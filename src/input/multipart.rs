//! `multipart/form-data` body splitting.

use tracing::{debug, warn};

/// One form part.
#[derive(Debug, Clone, PartialEq, Eq)]
pub struct Part<'a> {
    /// Form field name from `Content-Disposition`.
    pub name: String,
    /// Uploaded file name; `None` for plain fields.
    pub filename: Option<String>,
    /// Value of the part's `Content-Type` header.
    pub content_type: Option<String>,
    /// Raw part body.
    pub body: &'a [u8],
}

/// Outcome of inspecting `CONTENT_TYPE`.
#[derive(Debug, Clone, PartialEq, Eq)]
pub enum ContentType {
    /// Anything that is not multipart; the body is used as-is.
    Plain,
    /// Multipart with its `--`-prefixed delimiter.
    Multipart {
        /// Delimiter line, `--` followed by the boundary.
        delimiter: String,
    },
    /// Multipart without a boundary parameter; the body is dropped.
    MissingBoundary,
    /// A quoted boundary with no closing quote; the body is used as-is.
    Malformed,
}

/// Classify a `CONTENT_TYPE` value.
#[must_use]
pub fn parse_content_type(value: Option<&str>) -> ContentType {
    let Some(value) = value.filter(|v| v.contains("multipart/form-data")) else {
        return ContentType::Plain;
    };

    let Some(param) = value
        .find("boundary")
        .and_then(|at| value[at..].find('=').map(|eq| &value[at + eq + 1..]))
    else {
        return ContentType::MissingBoundary;
    };

    let boundary = if let Some(quoted) = param.strip_prefix('"') {
        match quoted.split_once('"') {
            Some((boundary, _)) => boundary,
            None => return ContentType::Malformed,
        }
    } else {
        param.split([',', ';']).next().unwrap_or_default()
    };

    ContentType::Multipart {
        delimiter: format!("--{boundary}"),
    }
}

/// Split `content` on `delimiter` into named parts.
///
/// Parts without a `name` are skipped. A part's body ends at the CRLF that
/// precedes the next delimiter; a delimiter followed by `--` closes the body.
#[must_use]
pub fn split_parts<'a>(content: &'a [u8], delimiter: &str) -> Vec<Part<'a>> {
    let delimiter = delimiter.as_bytes();
    let mut parts = Vec::new();
    let Some(mut cursor) = find(content, delimiter, 0) else {
        warn!("multipart body has no delimiter");
        return parts;
    };

    loop {
        cursor += delimiter.len();
        if content[cursor..].starts_with(b"--") {
            break;
        }

        let Some(line_end) = find(content, b"\r\n", cursor) else {
            break;
        };
        let mut line_start = line_end + 2;

        let mut name = None;
        let mut filename = None;
        let mut content_type = None;
        while let Some(end) = find(content, b"\r\n", line_start) {
            let line = String::from_utf8_lossy(&content[line_start..end]);
            line_start = end + 2;
            if line.is_empty() {
                break;
            }
            let Some((header, value)) = line.split_once(':') else {
                continue;
            };
            if header.trim().eq_ignore_ascii_case("content-disposition") {
                (name, filename) = parse_disposition(value);
            } else if header.trim().eq_ignore_ascii_case("content-type") {
                content_type = Some(value.trim().to_owned());
            }
        }

        let next = find(content, delimiter, line_start);
        let body_end = match next {
            Some(at) if content[..at].ends_with(b"\r\n") && at - 2 >= line_start => at - 2,
            Some(at) => at,
            None => content.len(),
        };
        let body = &content[line_start.min(body_end)..body_end];

        match name {
            Some(name) => {
                debug!(name, filename = ?filename, len = body.len(), "multipart part");
                parts.push(Part {
                    name,
                    filename,
                    content_type,
                    body,
                });
            }
            None => warn!("multipart part without a name skipped"),
        }

        match next {
            Some(at) => cursor = at,
            None => break,
        }
    }

    parts
}

/// Read `name` and `filename` from a `Content-Disposition` value such as
/// `form-data; name="file"; filename="backup.cfg"`.
fn parse_disposition(value: &str) -> (Option<String>, Option<String>) {
    let mut name = None;
    let mut filename = None;
    let Some((_, params)) = value.split_once("form-data") else {
        return (name, filename);
    };

    for param in params.split(';') {
        let Some((key, raw)) = param.split_once('=') else {
            continue;
        };
        let raw = raw.trim();
        let unquoted = raw
            .strip_prefix('"')
            .map_or(raw, |inner| inner.split('"').next().unwrap_or_default());
        match key.trim() {
            "name" => name = Some(unquoted.to_owned()),
            "filename" => filename = Some(unquoted.to_owned()),
            _ => {}
        }
    }

    (name, filename)
}

fn find(haystack: &[u8], needle: &[u8], from: usize) -> Option<usize> {
    if from > haystack.len() || needle.is_empty() {
        return None;
    }
    haystack[from..]
        .windows(needle.len())
        .position(|window| window == needle)
        .map(|at| at + from)
}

**Your objective**
In the data above, which lines lie between the line with "Raw part body." and the line with "pub fn split_parts<'a>(content: &'a", inclusive? Print those lines exactly and nothing else.

**Response to this task**
    /// Raw part body.
    pub body: &'a [u8],
}

/// Outcome of inspecting `CONTENT_TYPE`.
#[derive(Debug, Clone, PartialEq, Eq)]
pub enum ContentType {
    /// Anything that is not multipart; the body is used as-is.
    Plain,
    /// Multipart with its `--`-prefixed delimiter.
    Multipart {
        /// Delimiter line, `--` followed by the boundary.
        delimiter: String,
    },
    /// Multipart without a boundary parameter; the body is dropped.
    MissingBoundary,
    /// A quoted boundary with no closing quote; the body is used as-is.
    Malformed,
}

/// Classify a `CONTENT_TYPE` value.
#[must_use]
pub fn parse_content_type(value: Option<&str>) -> ContentType {
    let Some(value) = value.filter(|v| v.contains("multipart/form-data")) else {
        return ContentType::Plain;
    };

    let Some(param) = value
        .find("boundary")
        .and_then(|at| value[at..].find('=').map(|eq| &value[at + eq + 1..]))
    else {
        return ContentType::MissingBoundary;
    };

    let boundary = if let Some(quoted) = param.strip_prefix('"') {
        match quoted.split_once('"') {
            Some((boundary, _)) => boundary,
            None => return ContentType::Malformed,
        }
    } else {
        param.split([',', ';']).next().unwrap_or_default()
    };

    ContentType::Multipart {
        delimiter: format!("--{boundary}"),
    }
}

/// Split `content` on `delimiter` into named parts.
///
/// Parts without a `name` are skipped. A part's body ends at the CRLF that
/// precedes the next delimiter; a delimiter followed by `--` closes the body.
#[must_use]
pub fn split_parts<'a>(content: &'a [u8], delimiter: &str) -> Vec<Part<'a>> {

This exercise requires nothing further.